Fig. 8. Inhibition of microglial SIRPα increased Aβo-induced synapse loss by promoting microglia-mediated synaptic elimination.

a Schematics of the experimental procedures, Cx3cr1^CreERT2:SIRPα^fl/fl (-TAM) mice are used as normal control. ICV intracerebroventricular, FC flow cytometry, TAM tamoxifen. b, c Representative confocal images (b) depict synaptic staining for presynaptic marker Synapsin I (red) and postsynaptic marker PSD95 (green) in cortex, Scale bars, 10 μm. Aβm, Aβ₄₂ monomer; Aβo, Aβ₄₂ oligomer. The histogram c displays the quantification of synaptic density in these mice. n = 5 mice/group (male, 3 months age), average of 6–8 fields from each mouse.
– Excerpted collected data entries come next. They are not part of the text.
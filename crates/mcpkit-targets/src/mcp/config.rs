use serde::{Deserialize, Serialize};
use std::collections::HashMap;
use std::path::PathBuf;
use std::time::Duration;

use crate::{TargetError, TargetResult};

const DEFAULT_TIMEOUT_SECS: u64 = 20;

/// How to launch an MCP server: `{type: "mcp", name, command, args?, env?, cwd?, timeout_secs?}`
#[derive(Debug, Clone, Serialize, Deserialize, PartialEq, Eq)]
pub struct McpServerConfig {
    pub name: String,
    pub command: String,
    #[serde(default)]
    pub args: Vec<String>,
    #[serde(default)]
    pub env: HashMap<String, String>,
    #[serde(default, skip_serializing_if = "Option::is_none")]
    pub cwd: Option<PathBuf>,
    /// Per-request timeout
    #[serde(default = "default_timeout_secs")]
    pub timeout_secs: u64,
}

fn default_timeout_secs() -> u64 {
    DEFAULT_TIMEOUT_SECS
}

impl McpServerConfig {
    pub fn new(name: impl Into<String>, command: impl Into<String>) -> Self {
        Self {
            name: name.into(),
            command: command.into(),
            args: Vec::new(),
            env: HashMap::new(),
            cwd: None,
            timeout_secs: DEFAULT_TIMEOUT_SECS,
        }
    }

    pub fn with_args<I, S>(mut self, args: I) -> Self
    where
        I: IntoIterator<Item = S>,
        S: Into<String>,
    {
        self.args = args.into_iter().map(Into::into).collect();
        self
    }

    pub fn timeout(&self) -> Duration {
        Duration::from_secs(self.timeout_secs)
    }

    /// Split `command` shell-style into program and arguments when no
    /// explicit `args` were given
    pub fn normalized(mut self) -> TargetResult<Self> {
        if !self.args.is_empty() {
            return Ok(self);
        }

        let mut parts = shlex::split(&self.command).ok_or_else(|| {
            TargetError::Configuration(format!(
                "mcp target '{}': failed to parse command: {}",
                self.name, self.command
            ))
        })?;

        if parts.is_empty() {
            return Err(TargetError::Configuration(format!(
                "mcp target '{}': command is empty",
                self.name
            )));
        }

        self.command = parts.remove(0);
        self.args = parts;
        Ok(self)
    }
}

#[cfg(test)]
mod tests {
    use super::*;

    #[test]
    fn splits_command_line_when_args_are_empty() {
        let cfg = McpServerConfig::new(
            "filesystem",
            "npx -y @modelcontextprotocol/server-filesystem '/tmp/my dir'",
        )
        .normalized()
        .unwrap();

        assert_eq!(cfg.command, "npx");
        assert_eq!(
            cfg.args,
            vec!["-y", "@modelcontextprotocol/server-filesystem", "/tmp/my dir"]
        );
    }

    #[test]
    fn explicit_args_are_kept() {
        let cfg = McpServerConfig::new("py", "python3 server.py")
            .with_args(["-u"])
            .normalized()
            .unwrap();
        assert_eq!(cfg.command, "python3 server.py");
        assert_eq!(cfg.args, vec!["-u"]);
    }

    #[test]
    fn empty_command_is_rejected() {
        let err = McpServerConfig::new("blank", "  ").normalized().unwrap_err();
        assert!(err.to_string().contains("blank"), "{err}");
    }
}
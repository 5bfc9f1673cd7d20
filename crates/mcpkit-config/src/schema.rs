use mcpkit_telemetry::TelemetryConfig;
use serde::{Deserialize, Serialize};
use serde_json::Value;

/// Main mcpkit configuration
///
/// Configuration is loaded from (in priority order):
/// 1. `mcpkit.jsonc` - JSON with comments
/// 2. `mcpkit.json` - Standard JSON
/// 3. `mcpkit.yml` / `mcpkit.yaml` - YAML format
///
/// Also checks hidden variants (`.mcpkit.*`) and `~/.config/mcpkit/` for global config.
///
/// # Example
///
/// ```yaml
/// target:
///   type: registry
///   name: dynamic
///   registry_url: https://registry.internal/resolve
///   context:
///     tenant: ${TENANT_ID}
/// telemetry:
///   level: info
/// ```
#[derive(Debug, Clone, Serialize, Deserialize)]
pub struct McpkitConfig {
    /// Target configuration record, handed to the target factory as is
    pub target: Value,

    /// Logging settings
    #[serde(default)]
    pub telemetry: TelemetryConfig,
}

impl McpkitConfig {
    /// Name of the configured target, if the record has one
    pub fn target_name(&self) -> Option<&str> {
        self.target.get("name").and_then(Value::as_str)
    }

    /// Discriminator of the configured target, if the record has one
    pub fn target_kind(&self) -> Option<&str> {
        self.target.get("type").and_then(Value::as_str)
    }
}
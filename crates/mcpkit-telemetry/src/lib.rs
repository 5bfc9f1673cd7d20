//! Logging setup for mcpkit binaries.
//!
//! Libraries only emit `tracing` events; whoever owns the process calls
//! [`init_subscriber`] once. `RUST_LOG` takes precedence over the configured
//! level.

use serde::{Deserialize, Serialize};
use tracing_subscriber::util::TryInitError;
use tracing_subscriber::{fmt, layer::SubscriberExt, util::SubscriberInitExt, EnvFilter};

#[derive(Debug, Clone, PartialEq, Eq, Serialize, Deserialize)]
pub struct TelemetryConfig {
    #[serde(default = "default_level")]
    pub level: String,

    #[serde(default)]
    pub json_output: bool,
}

impl Default for TelemetryConfig {
    fn default() -> Self {
        Self {
            level: default_level(),
            json_output: false,
        }
    }
}

fn default_level() -> String {
    "warn".to_string()
}

impl TelemetryConfig {
    pub fn with_level(mut self, level: impl Into<String>) -> Self {
        self.level = level.into();
        self
    }

    pub fn with_json_output(mut self, json_output: bool) -> Self {
        self.json_output = json_output;
        self
    }

    fn filter(&self) -> EnvFilter {
        EnvFilter::try_from_default_env().unwrap_or_else(|_| EnvFilter::new(&self.level))
    }
}

/// Install the global subscriber. Logs go to stderr so command output on
/// stdout stays machine-readable.
pub fn init_subscriber(config: &TelemetryConfig) -> Result<(), TryInitError> {
    let filter = config.filter();

    if config.json_output {
        tracing_subscriber::registry()
            .with(filter)
            .with(fmt::layer().json().with_writer(std::io::stderr))
            .try_init()
    } else {
        tracing_subscriber::registry()
            .with(filter)
            .with(fmt::layer().with_writer(std::io::stderr))
            .try_init()
    }
}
One-way ANOVA, by Tukey’s multiple comparison test. d, e 3D reconstruction and surface rendering demonstrate larger volumes of PSD95⁺ puncta inside Iba-1⁺ microglia in cortex from SIRPα-cKO mice versus control mice after Aβo stimulation (2 μg/mouse), Grid line increments = 5 μm. n = 8 mice/group, average of 8–9 microglia from each mouse, two-tailed unpaired t test. f, g Flow cytometry analysis of synaptic material (PSD95⁺) engulfed by microglia in SIRPα-cKO or control mice after Aβo injection. n = 3 mice/group, average of three tests from each mouse, two-tailed unpaired t test. Data are mean ± s.e.m. *P < 0.05, **P < 0.01, ***P < 0.001, NS not significant. Detailed statistical information was listed in Supplementary Statistical Data. Source data are provided as a Source Data file.